Return the number of lines below that contain "parameters"; nothing else belongs in the reply.
::::::
//! Fluent statement builder.
//!
//! A [`Query`] accumulates SQL text and an ordered parameter list. Every
//! fluent call appends one fragment (joined to the previous one by a single
//! space) and records the emitted [`Clause`], which decides the connector of
//! the next call (`WHERE` then `AND`, `ORDER BY` then `,`, ...).
//!
//! Values are always bound: each `?` in the text has exactly one entry in
//! [`Query::params`], in order of appearance. Subqueries are spliced in
//! together with their parameters at the point their SQL is embedded.
//!
//! # Example
//! ```ignore
//! use fluentsql::{DefaultDialect, StatementFactory};
//!
//! let factory = StatementFactory::new(driver, DefaultDialect, tables);
//!
//! let mut q = factory.query();
//! q.select("id, username")
//!     .from("users")
//!     .and_where("logins", ">", 3)?
//!     .where_not_null("email")
//!     .order_by_desc("id")
//!     .limit(10);
//!
//! assert_eq!(
//!     q.sql(),
//!     "SELECT id, username FROM users WHERE logins > ? AND email IS NOT NULL ORDER BY id DESC LIMIT ?"
//! );
//! let rows = q.fetch_result().await?;
//! ```

mod exec;
mod filter;
mod json;
mod mutation;
mod select;


pub use mutation::IntoRows;

use crate::clause::{Clause, Conj, Connector};
use crate::client::{Driver, FetchShape};
use crate::condition::Op;
use crate::config::BuilderConfig;
use crate::dialect::{Dialect, Fragment};
use crate::error::{QueryError, QueryResult};
use crate::script;
use crate::tables::TableRegistry;
use serde_json::Value;
use std::fmt;
use std::sync::Arc;
use std::sync::atomic::{AtomicU64, Ordering};

/// Global counter for statement identities.
static QUERY_COUNTER: AtomicU64 = AtomicU64::new(1);

/// Identity of a statement. Clones share it; fresh statements never do.
#[derive(Debug, Clone, Copy, PartialEq, Eq, Hash)]
pub struct QueryId(u64);

impl QueryId {
    fn next() -> Self {
        Self(QUERY_COUNTER.fetch_add(1, Ordering::Relaxed))
    }
}

/// A statement under construction.
///
/// Obtained from [`StatementFactory::query`](crate::StatementFactory::query)
/// or [`Query::q`]. Fluent methods take `&mut self` and return `&mut Self`
/// (or `QueryResult<&mut Self>` when the call validates its input); a failed
/// call leaves the accumulated text untouched.
pub struct Query<C> {
    id: QueryId,
    driver: Arc<C>,
    dialect: Arc<dyn Dialect>,
    tables: Arc<TableRegistry>,
    config: Arc<BuilderConfig>,
    sql: String,
    params: Vec<Value>,
    last: Clause,
    row_count: Option<u64>,
    fetch_shape: FetchShape,
    chunk_size: usize,
    /// Offset of the open `WITH` keyword.
    cte_start: usize,
}

impl<C> Clone for Query<C> {
    /// The clone is the same statement: it keeps the identity, so it cannot
    /// be embedded into the original.
    fn clone(&self) -> Self {
        Self {
            id: self.id,
            driver: Arc::clone(&self.driver),
            dialect: Arc::clone(&self.dialect),
            tables: Arc::clone(&self.tables),
            config: Arc::clone(&self.config),
            sql: self.sql.clone(),
            params: self.params.clone(),
            last: self.last,
            row_count: self.row_count,
            fetch_shape: self.fetch_shape,
            chunk_size: self.chunk_size,
            cte_start: self.cte_start,
        }
    }
}

impl<C> fmt::Debug for Query<C> {
    fn fmt(&self, f: &mut fmt::Formatter<'_>) -> fmt::Result {
        f.debug_struct("Query")
            .field("id", &self.id)
            .field("dialect", &self.dialect.name())
            .field("sql", &self.sql)
            .field("params", &self.params)
            .field("last", &self.last)
            .field("row_count", &self.row_count)
            .finish()
    }
}

impl<C: Driver> Query<C> {
    pub(crate) fn new(
        driver: Arc<C>,
        dialect: Arc<dyn Dialect>,
        tables: Arc<TableRegistry>,
        config: Arc<BuilderConfig>,
    ) -> Self {
        Self {
            id: QueryId::next(),
            driver,
            dialect,
            tables,
            fetch_shape: config.fetch_shape,
            chunk_size: config.chunk_size,
            config,
            sql: String::new(),
            params: Vec::new(),
            last: Clause::None,
            row_count: None,
            cte_start: 0,
        }
    }

    /// A fresh, empty statement sharing this one's driver, dialect and tables.
    pub fn q(&self) -> Self {
        Self::new(
            Arc::clone(&self.driver),
            Arc::clone(&self.dialect),
            Arc::clone(&self.tables),
            Arc::clone(&self.config),
        )
    }
}

impl<C> Query<C> {
    // ==================== Accessors ====================

    pub fn id(&self) -> QueryId {
        self.id
    }

    /// The accumulated SQL text.
    pub fn sql(&self) -> &str {
        &self.sql
    }

    /// Bound parameters, in placeholder order.
    pub fn params(&self) -> &[Value] {
        &self.params
    }

    /// The clause emitted by the most recent fluent call.
    pub fn last_clause(&self) -> Clause {
        self.last
    }

    /// Rows affected or returned by the most recent execution.
    pub fn row_count(&self) -> Option<u64> {
        self.row_count
    }

    pub fn dialect(&self) -> &dyn Dialect {
        self.dialect.as_ref()
    }

    pub fn tables(&self) -> &TableRegistry {
        &self.tables
    }

    pub fn driver(&self) -> &C {
        &self.driver
    }

    pub fn get_fetch_shape(&self) -> FetchShape {
        self.fetch_shape
    }

    /// Set how rows are materialized by the next fetch.
    pub fn fetch_shape(&mut self, shape: FetchShape) -> &mut Self {
        self.fetch_shape = shape;
        self
    }

    /// Set the batch insert chunk size for this statement. Zero is treated as one.
    pub fn chunk_size(&mut self, size: usize) -> &mut Self {
        self.chunk_size = size.max(1);
        self
    }

    /// Drop the accumulated text, parameters, clause state and row count.
    pub fn reset(&mut self) -> &mut Self {
        self.sql.clear();
        self.params.clear();
        self.last = Clause::None;
        self.row_count = None;
        self.cte_start = 0;
        self
    }

    /// The accumulated SQL and parameters as a fragment.
    pub fn to_fragment(&self) -> Fragment {
        Fragment::new(self.sql.clone(), self.params.clone())
    }

    /// Check that every placeholder has exactly one bound parameter.
    pub fn validate(&self) -> QueryResult<()> {
        let placeholders = script::count_placeholders(self.dialect.syntax(), &self.sql);
        if placeholders != self.params.len() {
            return Err(QueryError::ParamMismatch {
                placeholders,
                params: self.params.len(),
            });
        }
        Ok(())
    }

    // ==================== Escape hatches ====================

    /// Append raw SQL text.
    pub fn raw(&mut self, sql: &str) -> &mut Self {
        self.resume();
        self.push(sql);
        self.last = Clause::Raw;
        self
    }

    /// Append raw SQL text with the parameters its placeholders bind.
    pub fn raw_bind<I, V>(&mut self, sql: &str, params: I) -> QueryResult<&mut Self>
    where
        I: IntoIterator<Item = V>,
        V: Into<Value>,
    {
        let params: Vec<Value> = params.into_iter().map(Into::into).collect();
        let placeholders = script::count_placeholders(self.dialect.syntax(), sql);
        if placeholders != params.len() {
            return Err(QueryError::ParamMismatch {
                placeholders,
                params: params.len(),
            });
        }
        self.resume();
        self.push(sql);
        self.params.extend(params);
        self.last = Clause::Raw;
        Ok(self)
    }

    /// Apply `f` only when `condition` holds.
    pub fn when(&mut self, condition: bool, f: impl FnOnce(&mut Self)) -> &mut Self {
        if condition {
            f(self);
        }
        self
    }

    /// Apply `then` when `condition` holds, `otherwise` when it does not.
    pub fn when_else(
        &mut self,
        condition: bool,
        then: impl FnOnce(&mut Self),
        otherwise: impl FnOnce(&mut Self),
    ) -> &mut Self {
        if condition {
            then(self);
        } else {
            otherwise(self);
        }
        self
    }

    // ==================== Internals ====================

    /// Leave the executed state before a new fluent call.
    fn resume(&mut self) {
        if self.last == Clause::Done {
            tracing::warn!(
                target: "fluentsql::sql",
                query = self.id.0,
                "fluent call on an executed statement; continuing from an empty clause state"
            );
            self.last = Clause::None;
        }
    }

    /// Append `fragment`, separated from the previous one by a single space.
    fn push(&mut self, fragment: &str) {
        let fragment = fragment.trim();
        if fragment.is_empty() {
            return;
        }
        if !self.sql.is_empty() && !self.sql.ends_with(' ') {
            self.sql.push(' ');
        }
        self.sql.push_str(fragment);
    }

    /// Emit the connector for `next` and record it as the last clause.
    fn open(&mut self, next: Clause, conj: Conj) {
        self.resume();
        match self.last.connector(next, conj) {
            Connector::Keyword(keyword) => self.push(keyword),
            Connector::Comma => self.sql.push(','),
            Connector::Empty => {}
        }
        self.last = next;
    }

    /// Append a rendered fragment and its parameters.
    fn push_fragment(&mut self, fragment: Fragment) {
        self.push(&fragment.sql);
        self.params.extend(fragment.params);
    }

    /// Validate and render a comparison operator.
    fn operator(&self, op: &str) -> QueryResult<&'static str> {
        let op = Op::parse(op)?;
        Ok(self.dialect.operator(op))
    }

    /// Reject embedding a statement into itself.
    fn guard(&self, other: &Query<C>) -> QueryResult<()> {
        if other.id == self.id {
            return Err(QueryError::SelfReference);
        }
        Ok(())
    }

    /// `( child )` with the child's parameters appended.
    fn push_wrapped(&mut self, prefix: &str, child: &Query<C>, suffix: &str) {
        let mut sql = String::with_capacity(prefix.len() + child.sql.len() + suffix.len() + 6);
        if !prefix.is_empty() {
            sql.push_str(prefix);
            sql.push(' ');
        }
        sql.push_str("( ");
        sql.push_str(&child.sql);
        sql.push_str(" )");
        if !suffix.is_empty() {
            sql.push(' ');
            sql.push_str(suffix);
        }
        self.push(&sql);
        self.params.extend(child.params.iter().cloned());
    }

    fn quote_column(&self, column: &str) -> String {
        self.tables.style().quote_column(column)
    }
}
::::::
EXERCISE SOLUTION:
7